Another interesting observation is that these two outstanding companies are both companies that have already invested in the research and development of large model technology before the emergence of ChatGPT, and the amazing thing about these two models is not in the "catching up with GPT4" mode that we are used to seeing in the past, but rather, according to their own judgment on the evolution of the technology, they made heavy investment and even some bets on innovation, and delivered the answer after a series of sustained solid work. Instead, based on their own judgment on the evolution of technology, they made heavy investment and even some bets on innovation, and delivered the answer after a series of sustained and solid work.

And none of these answers are just for themselves either, they're all trying to prove that some concept that was once stuck in the lab can have the effect it promises when deployed at scale in real-world scenarios, and by doing so, allow more people to continue to optimize it.

This is reminiscent of when Transformer came along.

When the Attention mechanism had also gone viral in the lab, but the controversy still raged on, it was Google, who believed in its potential, that really piled on the arithmetic and resources to take it from a theoretical experiment to a real thing realized in large-scale deployments. The next thing is that people flocked to the proven route to today's prosperity.

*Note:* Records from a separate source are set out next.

//! Script encoding for output locking conditions
//!
//! A `Script` is the raw byte program attached to outputs (locking) and
//! inputs (unlocking). This module handles minimal push-data encoding,
//! script numbers, chunk parsing and disassembly.

use std::fmt;

use serde::{Deserialize, Serialize};
use thiserror::Error;

use super::opcodes::{OpCode, MAX_DIRECT_PUSH};
use crate::crypto::Address;

// =============================================================================
// Script Constants
// =============================================================================

/// Size of a standard pay-to-key locking script
pub const P2PKH_SCRIPT_LEN: usize = 25;

/// Largest script number accepted by the interpreter, in bytes
pub const MAX_SCRIPT_NUM_LEN: usize = 8;

// =============================================================================
// Script Errors
// =============================================================================

/// Script-related errors
#[derive(Error, Debug, Clone, PartialEq, Eq)]
pub enum ScriptError {
    #[error("Malformed script: {0}")]
    Malformed(String),
    #[error("Script execution failed: {0}")]
    ExecutionFailed(String),
    #[error("Stack underflow")]
    StackUnderflow,
    #[error("Unbalanced conditional")]
    UnbalancedConditional,
    #[error("Invalid public key")]
    InvalidPublicKey,
    #[error("Invalid signature")]
    InvalidSignature,
    #[error("Script number overflow: {0} bytes")]
    NumberOverflow(usize),
    #[error("Script too large: {0} bytes")]
    ScriptTooLarge(usize),
    #[error("Not a sale-lock script: {0}")]
    NotSaleLock(String),
}

// =============================================================================
// Script
// =============================================================================

/// A raw script program
#[derive(Clone, Default, PartialEq, Eq, Hash)]
pub struct Script(Vec<u8>);

/// One parsed element of a script: an opcode, or a data push with the
/// opcode that introduced it
#[derive(Debug, Clone, PartialEq, Eq)]
pub enum Chunk {
    Op(u8),
    Push { opcode: u8, data: Vec<u8> },
}

impl Chunk {
    /// Data carried by this chunk, treating OP_0 as an empty push
    pub fn data(&self) -> Option<&[u8]> {
        match self {
            Chunk::Push { data, .. } => Some(data),
            Chunk::Op(0x00) => Some(&[]),
            Chunk::Op(_) => None,
        }
    }

    /// Opcode byte of this chunk
    pub fn opcode(&self) -> u8 {
        match self {
            Chunk::Op(op) => *op,
            Chunk::Push { opcode, .. } => *opcode,
        }
    }

    /// Whether this chunk only pushes data
    pub fn is_push(&self) -> bool {
        match self {
            Chunk::Push { .. } => true,
            Chunk::Op(op) => OpCode::from_byte(*op).map(|o| o.is_push()).unwrap_or(false),
        }
    }

    /// Interpret this chunk as a script number
    pub fn as_number(&self) -> Result<i64, ScriptError> {
        if let Chunk::Op(op) = self {
            if let Some(n) = OpCode::from_byte(*op).and_then(|o| o.small_int_value()) {
                return Ok(n);
            }
        }
        match self.data() {
            Some(data) => decode_script_num(data),
            None => Err(ScriptError::Malformed(format!(
                "expected a number, found opcode 0x{:02x}",
                self.opcode()
            ))),
        }
    }
}

impl Script {
    /// Create an empty script
    pub fn new() -> Self {
        Self(Vec::new())
    }

    /// Wrap raw script bytes
    pub fn from_bytes(bytes: Vec<u8>) -> Self {
        Self(bytes)
    }

    /// Decode a hex-encoded script
    pub fn from_hex(hex_script: &str) -> Result<Self, ScriptError> {
        hex::decode(hex_script)
            .map(Self)
            .map_err(|e| ScriptError::Malformed(format!("invalid hex: {}", e)))
    }

    pub fn as_bytes(&self) -> &[u8] {
        &self.0
    }

    pub fn into_bytes(self) -> Vec<u8> {
        self.0
    }

    pub fn len(&self) -> usize {
        self.0.len()
    }

    pub fn is_empty(&self) -> bool {
        self.0.is_empty()
    }

    pub fn to_hex(&self) -> String {
        hex::encode(&self.0)
    }

    /// Append an opcode
    pub fn push_opcode(&mut self, op: OpCode) -> &mut Self {
        self.0.push(op as u8);
        self
    }

    /// Append a minimally encoded data push
    pub fn push_data(&mut self, data: &[u8]) -> &mut Self {
        let len = data.len();
        if len == 0 {
            self.0.push(OpCode::Op0 as u8);
            return self;
        }
        if len <= MAX_DIRECT_PUSH {
            self.0.push(len as u8);
        } else if len <= 0xff {
            self.0.push(OpCode::PushData1 as u8);
            self.0.push(len as u8);
        } else if len <= 0xffff {
            self.0.push(OpCode::PushData2 as u8);
            self.0.extend_from_slice(&(len as u16).to_le_bytes());
        } else {
            self.0.push(OpCode::PushData4 as u8);
            self.0.extend_from_slice(&(len as u32).to_le_bytes());
        }
        self.0.extend_from_slice(data);
        self
    }

    /// Append a script number, using OP_0/OP_1NEGATE/OP_1..OP_16 where possible
    pub fn push_int(&mut self, n: i64) -> &mut Self {
        match n {
            0 => self.push_opcode(OpCode::Op0),
            -1 => self.push_opcode(OpCode::Op1Negate),
            1..=16 => {
                self.0.push(0x50 + n as u8);
                self
            }
            _ => self.push_data(&encode_script_num(n)),
        }
    }

    /// Standard pay-to-key locking script:
    /// OP_DUP OP_HASH160 <20-byte-hash> OP_EQUALVERIFY OP_CHECKSIG
    pub fn p2pkh(pubkey_hash: &[u8; 20]) -> Self {
        let mut script = Self(Vec::with_capacity(P2PKH_SCRIPT_LEN));
        script
            .push_opcode(OpCode::Dup)
            .push_opcode(OpCode::Hash160)
            .push_data(pubkey_hash)
            .push_opcode(OpCode::EqualVerify)
            .push_opcode(OpCode::CheckSig);
        script
    }

    /// Pay-to-key locking script for an address
    pub fn p2pkh_for(address: &Address) -> Self {
        Self::p2pkh(address.pubkey_hash())
    }

    /// The public key hash if this is a standard pay-to-key script
    pub fn p2pkh_hash(&self) -> Option<[u8; 20]> {
        let b = &self.0;
        if b.len() == P2PKH_SCRIPT_LEN
            && b[0] == OpCode::Dup as u8
            && b[1] == OpCode::Hash160 as u8
            && b[2] == 20
            && b[23] == OpCode::EqualVerify as u8
            && b[24] == OpCode::CheckSig as u8
        {
            let mut hash = [0u8; 20];
            hash.copy_from_slice(&b[3..23]);
            Some(hash)
        } else {
            None
        }
    }

    /// Split the script into opcodes and data pushes
    pub fn chunks(&self) -> Result<Vec<Chunk>, ScriptError> {
        let b = &self.0;
        let mut chunks = Vec::new();
        let mut pos = 0;

        while pos < b.len() {
            let opcode = b[pos];
            pos += 1;

            let len = match opcode {
                0x01..=0x4b => opcode as usize,
                0x4c => {
                    let n = *b.get(pos).ok_or_else(|| truncated("OP_PUSHDATA1"))? as usize;
                    pos += 1;
                    n
                }
                0x4d => {
                    let bytes = b.get(pos..pos + 2).ok_or_else(|| truncated("OP_PUSHDATA2"))?;
                    pos += 2;
                    u16::from_le_bytes([bytes[0], bytes[1]]) as usize
                }
                0x4e => {
                    let bytes = b.get(pos..pos + 4).ok_or_else(|| truncated("OP_PUSHDATA4"))?;
                    pos += 4;
                    u32::from_le_bytes([bytes[0], bytes[1], bytes[2], bytes[3]]) as usize
                }
                _ => {
                    chunks.push(Chunk::Op(opcode));
                    continue;
                }
            };

            let data = b
                .get(pos..pos + len)
                .ok_or_else(|| truncated("data push"))?
                .to_vec();
            pos += len;
            chunks.push(Chunk::Push { opcode, data });
        }

        Ok(chunks)
    }

    /// Whether the script consists only of data pushes
    pub fn is_push_only(&self) -> bool {
        self.chunks()
            .map(|chunks| chunks.iter().all(Chunk::is_push))
            .unwrap_or(false)
    }

    /// Human-readable disassembly
    pub fn to_asm(&self) -> String {
        let chunks = match self.chunks() {
            Ok(chunks) => chunks,
            Err(_) => return format!("[error] {}", self.to_hex()),
        };

        chunks
            .iter()
            .map(|chunk| match chunk {
                Chunk::Push { data, .. } => hex::encode(data),
                Chunk::Op(op) => OpCode::from_byte(*op)
                    .map(|o| o.name().to_string())
                    .unwrap_or_else(|| format!("OP_UNKNOWN_0x{:02x}", op)),
            })
            .collect::<Vec<_>>()
            .join(" ")
    }
}

fn truncated(what: &str) -> ScriptError {
    ScriptError::Malformed(format!("truncated {}", what))
}

impl fmt::Debug for Script {
    fn fmt(&self, f: &mut fmt::Formatter<'_>) -> fmt::Result {
        write!(f, "Script({})", self.to_hex())
    }
}

impl fmt::Display for Script {
    fn fmt(&self, f: &mut fmt::Formatter<'_>) -> fmt::Result {
        f.write_str(&self.to_asm())
    }
}

impl Serialize for Script {
    fn serialize<S: serde::Serializer>(&self, serializer: S) -> Result<S::Ok, S::Error> {
        serializer.serialize_str(&self.to_hex())
    }
}

impl<'de> Deserialize<'de> for Script {
    fn deserialize<D: serde::Deserializer<'de>>(deserializer: D) -> Result<Self, D::Error> {
        let s = String::deserialize(deserializer)?;
        Script::from_hex(&s).map_err(serde::de::Error::custom)
    }
}

// =============================================================================
// Encoding helpers
// =============================================================================

/// Bytes a push of `len` data bytes occupies, including its length prefix
pub fn push_data_len(len: usize) -> usize {
    match len {
        0 => 1,
        1..=MAX_DIRECT_PUSH => 1 + len,
        0x4c..=0xff => 2 + len,
        0x100..=0xffff => 3 + len,
        _ => 5 + len,
    }
}

/// Minimal little-endian sign-magnitude encoding of a script number
pub fn encode_script_num(n: i64) -> Vec<u8> {
    if n == 0 {
        return Vec::new();
    }

    let negative = n < 0;
    let mut abs = n.unsigned_abs();
    let mut out = Vec::with_capacity(9);
    while abs > 0 {
        out.push((abs & 0xff) as u8);
        abs >>= 8;
    }

    // The top bit carries the sign; add a byte when the magnitude already uses it
    let last = out.len() - 1;
    if out[last] & 0x80 != 0 {
        out.push(if negative { 0x80 } else { 0x00 });
    } else if negative {
        out[last] |= 0x80;
    }
    out
}

/// Decode a minimally encoded script number
pub fn decode_script_num(bytes: &[u8]) -> Result<i64, ScriptError> {
    if bytes.is_empty() {
        return Ok(0);
    }
    if bytes.len() > MAX_SCRIPT_NUM_LEN {
        return Err(ScriptError::NumberOverflow(bytes.len()));
    }

    let last = bytes[bytes.len() - 1];
    if last & 0x7f == 0 && (bytes.len() == 1 || bytes[bytes.len() - 2] & 0x80 == 0) {
        return Err(ScriptError::Malformed("non-minimal script number".to_string()));
    }

    let mut value: i64 = 0;
    for (i, byte) in bytes.iter().enumerate() {
        let b = if i == bytes.len() - 1 { byte & 0x7f } else { *byte };
        value |= (b as i64) << (8 * i);
    }
    if last & 0x80 != 0 {
        value = -value;
    }
    Ok(value)
}

// =============================================================================
// Tests
// =============================================================================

With Transformer stacking more layers on top of each other and using more power, and today's MiniMax-01 trying to overhaul the old attention mechanism, it's all a bit of déjà vu. Even the famous title of the paper "Attention is all you need", which was coined by a Google researcher at the time to emphasize the attention mechanism, is a perfect fit for MiniMax: linear attention is all you need ---. -

"The model currently still retains 1/8th of the normal softmax attention. We are working on more efficient architectures that will eventually remove softmax attention entirely, making it possible to achieve unlimited context windows without computational overload."